--- GIVEN DATA ---
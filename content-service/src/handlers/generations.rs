use crate::models::{GenerationFilter, StoredGeneration, DEFAULT_QUERY_LIMIT, MAX_QUERY_LIMIT};
use crate::services::GenerationStore;
use crate::startup::AppState;
use axum::{
    extract::{Path, Query, State},
    Json,
};
use serde::Deserialize;
use serde_json::{json, Value};
use service_core::error::AppError;
use std::sync::Arc;

#[derive(Debug, Deserialize)]
pub struct ListGenerationsParams {
    pub platform: Option<String>,
    pub post_category: Option<String>,
    pub target_audience: Option<String>,
    pub limit: Option<i64>,
}

fn store(state: &AppState) -> Result<&Arc<dyn GenerationStore>, AppError> {
    state
        .generator
        .store()
        .ok_or_else(|| AppError::ServiceUnavailable("persistence is not configured".to_string()))
}

pub async fn list_generations(
    State(state): State<AppState>,
    Query(params): Query<ListGenerationsParams>,
) -> Result<Json<Vec<StoredGeneration>>, AppError> {
    let limit = params
        .limit
        .unwrap_or(DEFAULT_QUERY_LIMIT)
        .clamp(1, MAX_QUERY_LIMIT);

    let filter = GenerationFilter {
        platform: params.platform,
        post_category: params.post_category,
        target_audience: params.target_audience,
    };

    let records = store(&state)?.query(&filter, limit).await?;
    Ok(Json(records))
}

pub async fn get_generation(
    State(state): State<AppState>,
    Path(id): Path<String>,
) -> Result<Json<StoredGeneration>, AppError> {
    store(&state)?
        .get_by_id(&id)
        .await?
        .map(Json)
        .ok_or_else(|| AppError::NotFound(anyhow::anyhow!("Generation {} not found", id)))
}

pub async fn delete_generation(
    State(state): State<AppState>,
    Path(id): Path<String>,
) -> Result<Json<Value>, AppError> {
    let deleted = store(&state)?.delete_by_id(&id).await?;

    if deleted {
        tracing::info!(document_id = %id, "Deleted generation record");
    }

    Ok(Json(json!({ "deleted": deleted })))
}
---
=== EXERCISE GOAL ===
An exact transcript of all the records is the expected result.

=== WRITTEN REPLY ===
filename content-service/src/handlers/generations.rs
use crate::models::{GenerationFilter, StoredGeneration, DEFAULT_QUERY_LIMIT, MAX_QUERY_LIMIT};
use crate::services::GenerationStore;
use crate::startup::AppState;
use axum::{
    extract::{Path, Query, State},
    Json,
};
use serde::Deserialize;
use serde_json::{json, Value};
use service_core::error::AppError;
use std::sync::Arc;

#[derive(Debug, Deserialize)]
pub struct ListGenerationsParams {
    pub platform: Option<String>,
    pub post_category: Option<String>,
    pub target_audience: Option<String>,
    pub limit: Option<i64>,
}

fn store(state: &AppState) -> Result<&Arc<dyn GenerationStore>, AppError> {
    state
        .generator
        .store()
        .ok_or_else(|| AppError::ServiceUnavailable("persistence is not configured".to_string()))
}

pub async fn list_generations(
    State(state): State<AppState>,
    Query(params): Query<ListGenerationsParams>,
) -> Result<Json<Vec<StoredGeneration>>, AppError> {
    let limit = params
        .limit
        .unwrap_or(DEFAULT_QUERY_LIMIT)
        .clamp(1, MAX_QUERY_LIMIT);

    let filter = GenerationFilter {
        platform: params.platform,
        post_category: params.post_category,
        target_audience: params.target_audience,
    };

    let records = store(&state)?.query(&filter, limit).await?;
    Ok(Json(records))
}

pub async fn get_generation(
    State(state): State<AppState>,
    Path(id): Path<String>,
) -> Result<Json<StoredGeneration>, AppError> {
    store(&state)?
        .get_by_id(&id)
        .await?
        .map(Json)
        .ok_or_else(|| AppError::NotFound(anyhow::anyhow!("Generation {} not found", id)))
}

pub async fn delete_generation(
    State(state): State<AppState>,
    Path(id): Path<String>,
) -> Result<Json<Value>, AppError> {
    let deleted = store(&state)?.delete_by_id(&id).await?;

    if deleted {
        tracing::info!(document_id = %id, "Deleted generation record");
    }

    Ok(Json(json!({ "deleted": deleted })))
}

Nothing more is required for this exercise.